Before I start, let me tell you Joel has it right, twice: he says that product keys aren’t a good measure of security (at least I think it was him, I can’t find the link right now). Crackers will crack them anyway sooner or later. Or they can end up in public or not so public forums in a very short time. Next, he says you should raise up your prices and he’s also right. Both pieces of advise go together: you don’t put a public key in place to make your software impossible to copy. You put it in there to clearly state that making such a copy is illegal. Normal customers, users, will get a pirated copy of your software if they want to. It’s not hard and as of today it's not dangerous. But the corporations can’t do that, because they have codes of ethics to attend to. Also, their bottom line is not as affected by you as a regular user’s is. So my comment on this is: use a product key, so a customer will get your software from wherever he finds it, adopt it, and tell his boss about it so he can buy it. You may even get someone so into your software that he’ll buy it from you right after getting an illegal copy of it.
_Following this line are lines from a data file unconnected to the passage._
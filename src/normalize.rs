//! Tag normalization shared by the analyzer and `update-db`.
//!
//! Normalization is opt-in: callers pass the flag explicitly, there is no
//! process-wide toggle.

use once_cell::sync::Lazy;
use regex::Regex;

use crate::models::TagSet;

// ============================================================================
// PATTERNS
// ============================================================================

/// Featured-artist connectors collapsed to a single space in artist fields.
static FEATURING: Lazy<Regex> =
    Lazy::new(|| Regex::new(r" (?:feat|ft|featuring) ").unwrap());

/// Regex to collapse multiple whitespace into single space
pub static MULTI_SPACE: Lazy<Regex> = Lazy::new(|| Regex::new(r"\s{2,}").unwrap());

/// Edition suffixes stripped from album names by `update-db --normalize`.
/// Applied in order, before case folding.
const EDITION_SUFFIXES: &[&str] = &[
    " (Anniversary Edition)",
    " (Deluxe Edition)",
    " (Expanded Edition)",
    " (Extended Edition)",
    " (Special Edition)",
    " (Deluxe)",
    " (Deluxe Version)",
    " (Extended Deluxe)",
    " (Super Deluxe)",
    " (Re-Issue)",
    " (Remastered)",
    " (Remixed)",
    " (Remixed And  Remastered)",
];

// ============================================================================
// NORMALIZATION FUNCTIONS
// ============================================================================

/// Lower-case, drop `.`, `(` and `)`, and turn `" & "` into `" and "`.
pub fn normalize_str(s: &str) -> String {
    s.to_lowercase()
        .replace(['.', '(', ')'], "")
        .replace(" & ", " and ")
}

/// `normalize_str` plus featured-artist connectors collapsed to one space.
///
/// Replacement runs until nothing matches, so "a feat b feat c" loses both.
pub fn normalize_artist_str(s: &str) -> String {
    let mut result = normalize_str(s);
    while FEATURING.is_match(&result) {
        result = FEATURING.replace_all(&result, " ").to_string();
    }
    result
}

/// Album normalization used for bulk store cleanup: edition suffixes are
/// removed and whitespace runs collapsed.
pub fn normalize_album_str(album: &str) -> String {
    let mut result = album.to_string();
    for suffix in EDITION_SUFFIXES {
        result = result.replace(suffix, "");
    }
    MULTI_SPACE.replace_all(&normalize_str(&result), " ").to_string()
}

/// Artist normalization used for bulk store cleanup.
pub fn normalize_artist_bulk(artist: &str) -> String {
    let collapsed = MULTI_SPACE.replace_all(&normalize_str(artist), " ").to_string();
    normalize_artist_str(&collapsed)
}

/// Apply tag-read normalization to a tag set when `enabled`.
/// Title and genres are left as read.
pub fn normalize_tags(tags: TagSet, enabled: bool) -> TagSet {
    if !enabled {
        return tags;
    }
    TagSet {
        artist: tags.artist.as_deref().map(normalize_artist_str),
        albumartist: tags.albumartist.as_deref().map(normalize_artist_str),
        album: tags.album.as_deref().map(normalize_str),
        ..tags
    }
}

#[cfg(test)]
mod tests {
    use super::*;

    #[test]
    fn test_normalize_str_basic() {
        assert_eq!(normalize_str("Mr. Big (Live)"), "mr big live");
        assert_eq!(normalize_str("Simon & Garfunkel"), "simon and garfunkel");
    }

    #[test]
    fn test_normalize_artist_featuring() {
        assert_eq!(normalize_artist_str("Artist feat. Other"), "artist other");
        assert_eq!(normalize_artist_str("Artist ft. Other"), "artist other");
        assert_eq!(normalize_artist_str("Artist Featuring Other"), "artist other");
        assert_eq!(normalize_artist_str("A feat B feat C"), "a b c");
    }

    #[test]
    fn test_normalize_artist_keeps_words_containing_feat() {
        assert_eq!(normalize_artist_str("Defeated Sanity"), "defeated sanity");
    }

    #[test]
    fn test_normalize_album_str() {
        assert_eq!(normalize_album_str("Abbey Road (Remastered)"), "abbey road");
        assert_eq!(normalize_album_str("Rumours (Deluxe Edition)"), "rumours");
        assert_eq!(normalize_album_str("A  B"), "a b");
    }

    #[test]
    fn test_normalize_artist_bulk() {
        assert_eq!(normalize_artist_bulk("Jay-Z  feat.  Beyonce"), "jay-z beyonce");
    }

    #[test]
    fn test_normalize_tags_respects_flag() {
        let tags = TagSet {
            title: Some("Song (Intro)".to_string()),
            artist: Some("Artist feat. Other".to_string()),
            album: Some("Album (Live)".to_string()),
            albumartist: Some("Band & Co.".to_string()),
            genres: None,
            duration: 10,
        };
        assert_eq!(normalize_tags(tags.clone(), false), tags);

        let normalized = normalize_tags(tags, true);
        assert_eq!(normalized.artist.as_deref(), Some("artist other"));
        assert_eq!(normalized.album.as_deref(), Some("album live"));
        assert_eq!(normalized.albumartist.as_deref(), Some("band and co"));
        assert_eq!(normalized.title.as_deref(), Some("Song (Intro)"));
    }
}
One very valid solution is to avoid the whole product key affair, and publish a free version of your software with a reduced set of features in it, and a full version on purchase. Of course, the rules of the game will remain the same. Pirate copies of your software will be unprotected. Remember: seeing your software in the pirate circles means your software is successful. If a cracker took the time to work on it, it probably means it’s worth it. This fact will not get you any money now, but it sure will make you money in the long run.

My general advice is:

1. Make your key easy to code. Not as easy as to make your key laughing stock from the cracking community, not as hard as to lose valuable time (your time) over it. Crackers will probably bypass your code instead of trying to solve your algorithm if it’s too hard.

2. Always use some sort of non-managed code for the key algorithm. Managed is just to easy to read, even when obfuscated. I mean, this guys debug your code in assembly to crack it, scrambled names will not be enough to stop them. Also, if you’re a Managed developer, remember that a signed assembly cannot be tampered with, but it can be read.

3. Validating your key in the setup is cool for usability, but it has nothing to do with security. MSI is a simple database and it can be very easily modified. Most software providers actually validate the key in an exe before the msi even starts up (that’s one of the reason that most software ships with setup.exe and setup.msi). I find that doing that is not really necessary if you do 4.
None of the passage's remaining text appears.